(AVAILABLE DATA Opens)

use crate::config::{JsonStateStore, StateStore};
use crate::gesture::{Swipe, SwipeThreshold, classify_swipe};
use crate::model::{MediaKind, PersistedState};
use crate::playback::{CommandPlayer, NullPlayer, PlaybackAdapter, RodioPlayer};
use crate::scanner::{self, ScanReport};
use crate::session::Session;
use crate::timer::RefreshTimer;
use anyhow::{Context, Result};
use crossterm::event::{
    self, DisableFocusChange, DisableMouseCapture, EnableFocusChange, EnableMouseCapture, Event,
    KeyCode, KeyEvent, KeyEventKind, KeyModifiers, MouseButton, MouseEvent, MouseEventKind,
};
use crossterm::execute;
use crossterm::terminal::{
    EnterAlternateScreen, LeaveAlternateScreen, disable_raw_mode, enable_raw_mode,
};
use ratatui::Terminal;
use ratatui::backend::CrosstermBackend;
use std::io::{Stdout, Write, stdout};
use std::path::{Path, PathBuf};
use std::sync::mpsc::{Receiver, TryRecvError};
use std::time::{Duration, Instant};
use time::{OffsetDateTime, UtcOffset};

const IDLE_POLL: Duration = Duration::from_millis(250);
const BUSY_POLL: Duration = Duration::from_millis(33);

/// Startup settings gathered from the command line.
#[derive(Debug, Clone)]
pub struct AppOptions {
    pub kind: MediaKind,
    pub folder: Option<PathBuf>,
    pub player_command: Option<Vec<String>>,
    pub resume_last: Option<bool>,
    pub shuffle: Option<bool>,
    pub utc_offset: UtcOffset,
}

#[derive(Debug, Clone, Copy, PartialEq, Eq)]
enum Flow {
    Continue,
    Quit,
}

/// Event-loop state that sits around the session: the pending scan, the
/// command line, the drag in progress and the refresh timer.
struct App {
    session: Session,
    store: Box<dyn StateStore>,
    pending_scan: Option<Receiver<ScanReport>>,
    command_mode: bool,
    command_buffer: String,
    drag_start: Option<(u16, u16)>,
    swipe: SwipeThreshold,
    timer: RefreshTimer,
}

impl App {
    fn new(session: Session, store: Box<dyn StateStore>) -> Self {
        let mut timer = RefreshTimer::every_second();
        timer.start(Instant::now());
        Self {
            session,
            store,
            pending_scan: None,
            command_mode: false,
            command_buffer: String::new(),
            drag_start: None,
            swipe: SwipeThreshold::default(),
            timer,
        }
    }

    fn start_scan(&mut self, folder: PathBuf) {
        self.pending_scan = Some(scanner::spawn_scan(folder, self.session.kind));
    }

    fn select_folder(&mut self, path: &Path) {
        let folder = self.session.select_folder(path);
        self.save();
        self.start_scan(folder);
    }

    fn rescan(&mut self) {
        if let Some(folder) = self.session.begin_rescan() {
            self.start_scan(folder);
        }
    }

    fn poll_scan(&mut self, player: &mut dyn PlaybackAdapter) {
        let Some(receiver) = &self.pending_scan else {
            return;
        };
        match receiver.try_recv() {
            Ok(report) => {
                self.pending_scan = None;
                self.session.apply_scan(report, player);
            }
            Err(TryRecvError::Empty) => {}
            Err(TryRecvError::Disconnected) => {
                self.pending_scan = None;
                self.session.scanning = false;
                self.session.set_status("Scan stopped unexpectedly");
                log::error!("scan worker exited without a report");
            }
        }
    }

    fn poll_player(&mut self, player: &mut dyn PlaybackAdapter) {
        if let Some(event) = player.poll_event() {
            self.session.handle_event(event, player);
        }
    }

    fn save(&mut self) {
        self.persist(self.session.persisted_state());
    }

    fn persist(&mut self, state: PersistedState) {
        if let Err(err) = self.store.save(&state) {
            log::error!("failed to save state: {err:#}");
            self.session.set_status(&format!("save error: {err:#}"));
        }
    }

    fn handle_event(&mut self, event: Event, player: &mut dyn PlaybackAdapter) -> Flow {
        match event {
            Event::Key(key) => self.handle_key(key, player),
            Event::Mouse(mouse) => {
                self.handle_mouse(mouse, player);
                Flow::Continue
            }
            Event::FocusLost => {
                self.timer.cancel();
                let state = self.session.suspend();
                self.persist(state);
                log::debug!("view hidden, refresh paused");
                Flow::Continue
            }
            Event::FocusGained => {
                self.timer.start(Instant::now());
                self.session.dirty = true;
                Flow::Continue
            }
            Event::Resize(_, _) => {
                self.session.dirty = true;
                Flow::Continue
            }
            _ => Flow::Continue,
        }
    }

    fn handle_key(&mut self, key: KeyEvent, player: &mut dyn PlaybackAdapter) -> Flow {
        if key.kind != KeyEventKind::Press {
            return Flow::Continue;
        }

        if key.code == KeyCode::Char('c') && key.modifiers.contains(KeyModifiers::CONTROL) {
            return Flow::Quit;
        }

        if self.command_mode {
            match key.code {
                KeyCode::Esc => {
                    self.command_mode = false;
                    self.command_buffer.clear();
                    self.session.dirty = true;
                }
                KeyCode::Enter => {
                    let raw = std::mem::take(&mut self.command_buffer);
                    self.command_mode = false;
                    self.run_command(&raw);
                }
                KeyCode::Backspace => {
                    self.command_buffer.pop();
                    self.session.dirty = true;
                }
                KeyCode::Char(ch) => {
                    self.command_buffer.push(ch);
                    self.session.dirty = true;
                }
                _ => {}
            }
            return Flow::Continue;
        }

        match key.code {
            KeyCode::Char('q') => return Flow::Quit,
            KeyCode::Char('n') | KeyCode::Right | KeyCode::Down => self.session.next(player),
            KeyCode::Char('p') | KeyCode::Left | KeyCode::Up => self.session.previous(player),
            KeyCode::Char(' ') => self.session.toggle_pause(player),
            KeyCode::Char('s') => self.session.stop(player),
            KeyCode::Char('r') => self.rescan(),
            KeyCode::Char(':') => {
                self.command_mode = true;
                self.session.dirty = true;
            }
            _ => {}
        }
        Flow::Continue
    }

    fn handle_mouse(&mut self, mouse: MouseEvent, player: &mut dyn PlaybackAdapter) {
        match mouse.kind {
            MouseEventKind::Down(MouseButton::Left) => {
                self.drag_start = Some((mouse.column, mouse.row));
            }
            MouseEventKind::Up(MouseButton::Left) => {
                let Some(start) = self.drag_start.take() else {
                    return;
                };
                match classify_swipe(start, (mouse.column, mouse.row), self.swipe) {
                    Some(Swipe::Next) => self.session.next(player),
                    Some(Swipe::Previous) => self.session.previous(player),
                    None => {}
                }
            }
            MouseEventKind::ScrollDown => self.session.next(player),
            MouseEventKind::ScrollUp => self.session.previous(player),
            _ => {}
        }
    }

    fn run_command(&mut self, raw: &str) {
        let input = raw.trim();
        if input.is_empty() {
            self.session.set_status("No command");
            return;
        }

        let mut split = input.splitn(2, char::is_whitespace);
        let command = split.next().unwrap_or_default();
        let rest = split.next().unwrap_or("").trim();

        match command {
            "help" => self
                .session
                .set_status("Commands: folder <path> | rescan | shuffle <on|off> | help"),
            "folder" => {
                if rest.is_empty() {
                    self.session.set_status("Usage: folder <path>");
                } else {
                    self.select_folder(Path::new(rest));
                }
            }
            "rescan" => self.rescan(),
            "shuffle" => match rest {
                "on" => {
                    self.session.set_shuffle(true);
                    self.save();
                }
                "off" => {
                    self.session.set_shuffle(false);
                    self.save();
                }
                _ => self.session.set_status("Usage: shuffle <on|off>"),
            },
            _ => self.session.set_status("Unknown command. Use :help"),
        }
    }

    fn poll_timeout(&self, now: Instant) -> Duration {
        if self.pending_scan.is_some() {
            return BUSY_POLL;
        }
        self.timer
            .until_due(now)
            .map_or(IDLE_POLL, |wait| wait.min(IDLE_POLL))
    }
}

pub fn run(options: AppOptions) -> Result<()> {
    let store = JsonStateStore::for_kind(options.kind)?;
    let state = store.load()?;
    log::info!("state file: {}", store.path().display());

    let mut session = Session::from_persisted(options.kind, state);
    if let Some(command) = options.player_command.clone() {
        session.set_player_command(command);
    }
    if let Some(resume) = options.resume_last {
        session.set_resume_last(resume);
    }
    if let Some(shuffle) = options.shuffle {
        session.set_shuffle(shuffle);
    }

    let mut player = open_player(options.kind, session.settings())?;
    let mut app = App::new(session, Box::new(store));

    match options.folder.as_deref() {
        Some(folder) => app.select_folder(folder),
        None => {
            app.save();
            if let Some(folder) = app.session.folder().map(Path::to_path_buf) {
                app.session.scanning = true;
                app.start_scan(folder);
            }
        }
    }

    enable_raw_mode().context("failed to enable raw mode")?;
    let mut terminal = match enter_terminal(stdout()) {
        Ok(terminal) => terminal,
        Err(err) => {
            if let Err(restore_err) = restore_terminal(&mut stdout()) {
                log::warn!("failed to restore terminal: {restore_err:#}");
            }
            return Err(err);
        }
    };

    let result = event_loop(&mut terminal, &mut app, &mut *player, options.utc_offset);

    let restore_result = restore_terminal(terminal.backend_mut())
        .and_then(|()| terminal.show_cursor().map_err(Into::into));

    player.stop();
    let save_result = app.store.save(&app.session.persisted_state());
    result?;
    restore_result?;
    save_result?;
    log::info!("exiting");
    Ok(())
}

fn enter_terminal<W: Write>(mut out: W) -> Result<Terminal<CrosstermBackend<W>>> {
    execute!(
        out,
        EnterAlternateScreen,
        EnableMouseCapture,
        EnableFocusChange
    )?;
    let mut terminal = Terminal::new(CrosstermBackend::new(out))?;
    terminal.clear()?;
    Ok(terminal)
}

/// Leaves raw mode even when the screen commands cannot be written.
fn restore_terminal(out: &mut impl Write) -> Result<()> {
    let raw_mode = disable_raw_mode();
    execute!(
        out,
        LeaveAlternateScreen,
        DisableMouseCapture,
        DisableFocusChange
    )?;
    raw_mode?;
    Ok(())
}

fn open_player(kind: MediaKind, settings: &PersistedState) -> Result<Box<dyn PlaybackAdapter>> {
    match kind {
        MediaKind::Audio => match RodioPlayer::new() {
            Ok(player) => Ok(Box::new(player)),
            Err(err) => {
                log::warn!("no audio output, using silent playback: {err:#}");
                Ok(Box::new(NullPlayer::new()))
            }
        },
        MediaKind::Video => Ok(Box::new(
            CommandPlayer::new(&settings.player_command)?
                .with_probe(settings.probe_command.clone()),
        )),
    }
}

fn event_loop(
    terminal: &mut Terminal<CrosstermBackend<Stdout>>,
    app: &mut App,
    player: &mut dyn PlaybackAdapter,
    offset: UtcOffset,
) -> Result<()> {
    loop {
        app.poll_scan(player);
        app.poll_player(player);

        let now = Instant::now();
        if app.timer.fire(now) || app.session.dirty {
            let wall_clock = OffsetDateTime::now_utc().to_offset(offset);
            terminal.draw(|frame| {
                crate::ui::draw(
                    frame,
                    &app.session,
                    &*player,
                    wall_clock,
                    &app.command_buffer,
                    app.command_mode,
                )
            })?;
            app.session.dirty = false;
        }

        if !event::poll(app.poll_timeout(Instant::now()))? {
            continue;
        }

        if app.handle_event(event::read()?, player) == Flow::Quit {
            return Ok(());
        }
    }
}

(AVAILABLE DATA Closes)

**EXERCISE AIM:** From the line holding "let mut timer" to the line holding "if let Some(folder) = self.session.begin_rescan()", inclusive, restate each line above exactly as written.

**EXERCISE RESULT:**
        let mut timer = RefreshTimer::every_second();
        timer.start(Instant::now());
        Self {
            session,
            store,
            pending_scan: None,
            command_mode: false,
            command_buffer: String::new(),
            drag_start: None,
            swipe: SwipeThreshold::default(),
            timer,
        }
    }

    fn start_scan(&mut self, folder: PathBuf) {
        self.pending_scan = Some(scanner::spawn_scan(folder, self.session.kind));
    }

    fn select_folder(&mut self, path: &Path) {
        let folder = self.session.select_folder(path);
        self.save();
        self.start_scan(folder);
    }

    fn rescan(&mut self) {
        if let Some(folder) = self.session.begin_rescan() {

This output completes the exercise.